### EXERCISE PROMPT:
Reproduce exactly the lines beginning with the line that contains "pub fn threshold_max(&self, sensor: &str)" and ending at the final line of the material below.

★ ★ ★ ★

//! Parameter document loading and typed access.
//!
//! Recognized key patterns:
//! - `tau_<actuator>_{interval,runtime,delay}` — duty-cycle triple, seconds
//! - `threshold_{min,max}_<sensor>` — activation thresholds
//! - `relaunch_<actuator>` — overcurrent relaunch flag
//! - `print_<sensor>` — telemetry print flag
//! - scalars: `machine_id`, `dataq_sampling_interval`, `initial_wait_time`
//!
//! Flags accept native TOML booleans as well as the legacy string
//! spellings `"True"` / `"False"` found in existing parameter files.

use crate::{ParamsError, ParamsResult};
use std::path::{Path, PathBuf};
use toml::Table;
use toml::Value;

/// Handle on the parameter document. Holds only the path; every call to
/// [`ParameterStore::load`] re-reads and re-parses the file.
#[derive(Debug, Clone)]
pub struct ParameterStore {
    path: PathBuf,
}

impl ParameterStore {
    pub fn new(path: impl Into<PathBuf>) -> Self {
        Self { path: path.into() }
    }

    pub fn path(&self) -> &Path {
        &self.path
    }

    /// Read and parse the document. Authoritative as of this instant.
    pub fn load(&self) -> ParamsResult<ParameterSnapshot> {
        let content = std::fs::read_to_string(&self.path)?;
        let table: Table = content.parse()?;
        Ok(ParameterSnapshot { table })
    }
}

/// Duty-cycle timing triple for one actuator, seconds.
#[derive(Debug, Clone, Copy, PartialEq)]
pub struct DutyParams {
    pub interval: f64,
    pub runtime: f64,
    pub delay: f64,
}

impl DutyParams {
    /// The interval must exceed the runtime by more than one second,
    /// otherwise back-to-back windows leave no off-phase.
    pub fn timing_margin_ok(&self) -> bool {
        self.interval - self.runtime > 1.0
    }
}

/// One immutable parse of the parameter document.
#[derive(Debug, Clone)]
pub struct ParameterSnapshot {
    table: Table,
}

impl ParameterSnapshot {
    /// Build a snapshot directly from a TOML table. Lets tests inject
    /// parameters without touching the filesystem.
    pub fn from_table(table: Table) -> Self {
        Self { table }
    }

    pub fn contains(&self, key: &str) -> bool {
        self.table.contains_key(key)
    }

    pub fn float(&self, key: &str) -> ParamsResult<f64> {
        let raw = match self.table.get(key) {
            Some(Value::Float(v)) => *v,
            Some(Value::Integer(v)) => *v as f64,
            Some(_) => {
                return Err(ParamsError::Malformed {
                    key: key.to_string(),
                    expected: "number",
                });
            }
            None => {
                return Err(ParamsError::Missing {
                    key: key.to_string(),
                });
            }
        };
        // TOML happily encodes inf and nan; neither is a usable timing or
        // threshold value.
        sf_core::ensure_finite(raw, "parameter value").map_err(|_| ParamsError::Malformed {
            key: key.to_string(),
            expected: "finite number",
        })
    }

    pub fn string(&self, key: &str) -> ParamsResult<&str> {
        match self.table.get(key) {
            Some(Value::String(s)) => Ok(s.as_str()),
            Some(_) => Err(ParamsError::Malformed {
                key: key.to_string(),
                expected: "string",
            }),
            None => Err(ParamsError::Missing {
                key: key.to_string(),
            }),
        }
    }

    pub fn flag(&self, key: &str) -> ParamsResult<bool> {
        match self.table.get(key) {
            Some(Value::Boolean(b)) => Ok(*b),
            Some(Value::String(s)) => match s.as_str() {
                "True" | "true" => Ok(true),
                "False" | "false" => Ok(false),
                _ => Err(ParamsError::Malformed {
                    key: key.to_string(),
                    expected: "boolean or \"True\"/\"False\"",
                }),
            },
            Some(_) => Err(ParamsError::Malformed {
                key: key.to_string(),
                expected: "boolean or \"True\"/\"False\"",
            }),
            None => Err(ParamsError::Missing {
                key: key.to_string(),
            }),
        }
    }

    /// Machine identifier stamped into measurement rows.
    pub fn machine_id(&self) -> String {
        self.string("machine_id").unwrap_or("Unknown-ID").to_string()
    }

    /// Data-acquisition sampling interval, seconds.
    pub fn sampling_interval(&self) -> f64 {
        self.float("dataq_sampling_interval").unwrap_or(60.0)
    }

    /// Startup offset before the first duty window may open. Required:
    /// it has to be longer than the longest configured delay, so there is
    /// no safe default.
    pub fn initial_wait(&self) -> ParamsResult<f64> {
        self.float("initial_wait_time")
    }

    pub fn tau_interval(&self, actuator: &str) -> ParamsResult<f64> {
        self.float(&format!("tau_{actuator}_interval"))
    }

    pub fn tau_runtime(&self, actuator: &str) -> ParamsResult<f64> {
        self.float(&format!("tau_{actuator}_runtime"))
    }

    pub fn tau_delay(&self, actuator: &str) -> ParamsResult<f64> {
        self.float(&format!("tau_{actuator}_delay"))
    }

    /// Assemble the `tau_<name>_{interval,runtime,delay}` triple for one
    /// actuator. Emits a timing warning when the off-phase margin is too
    /// small; the values are returned unchanged either way.
    pub fn duty(&self, actuator: &str) -> ParamsResult<DutyParams> {
        let duty = DutyParams {
            interval: self.tau_interval(actuator)?,
            runtime: self.tau_runtime(actuator)?,
            delay: self.tau_delay(actuator)?,
        };
        if !duty.timing_margin_ok() {
            tracing::warn!(
                actuator,
                interval = duty.interval,
                runtime = duty.runtime,
                "time difference between interval and runtime should be longer than 1 sec"
            );
        }
        Ok(duty)
    }

    pub fn threshold_min(&self, sensor: &str) -> ParamsResult<f64> {
        self.float(&format!("threshold_min_{sensor}"))
    }

    pub fn threshold_max(&self, sensor: &str) -> ParamsResult<f64> {
        self.float(&format!("threshold_max_{sensor}"))
    }

    /// Hysteresis dead-band below `threshold_min_<sensor>`. Zero when the
    /// key is not configured (plain threshold switching).
    pub fn threshold_margin(&self, sensor: &str) -> ParamsResult<f64> {
        let key = format!("threshold_margin_{sensor}");
        if self.contains(&key) {
            self.float(&key)
        } else {
            Ok(0.0)
        }
    }

    /// Overcurrent relaunch flag for one actuator.
    pub fn relaunch(&self, actuator: &str) -> ParamsResult<bool> {
        self.flag(&format!("relaunch_{actuator}"))
    }

    /// Telemetry print flag for one sensor, `None` when the key is absent
    /// (a configuration-completeness condition, not an error).
    pub fn print_flag(&self, sensor: &str) -> Option<ParamsResult<bool>> {
        let key = format!("print_{sensor}");
        if self.contains(&key) {
            Some(self.flag(&key))
        } else {
            None
        }
    }
}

★ ★ ★ ★

### ANSWER BOX:
    pub fn threshold_max(&self, sensor: &str) -> ParamsResult<f64> {
        self.float(&format!("threshold_max_{sensor}"))
    }

    /// Hysteresis dead-band below `threshold_min_<sensor>`. Zero when the
    /// key is not configured (plain threshold switching).
    pub fn threshold_margin(&self, sensor: &str) -> ParamsResult<f64> {
        let key = format!("threshold_margin_{sensor}");
        if self.contains(&key) {
            self.float(&key)
        } else {
            Ok(0.0)
        }
    }

    /// Overcurrent relaunch flag for one actuator.
    pub fn relaunch(&self, actuator: &str) -> ParamsResult<bool> {
        self.flag(&format!("relaunch_{actuator}"))
    }

    /// Telemetry print flag for one sensor, `None` when the key is absent
    /// (a configuration-completeness condition, not an error).
    pub fn print_flag(&self, sensor: &str) -> Option<ParamsResult<bool>> {
        let key = format!("print_{sensor}");
        if self.contains(&key) {
            Some(self.flag(&key))
        } else {
            None
        }
    }
}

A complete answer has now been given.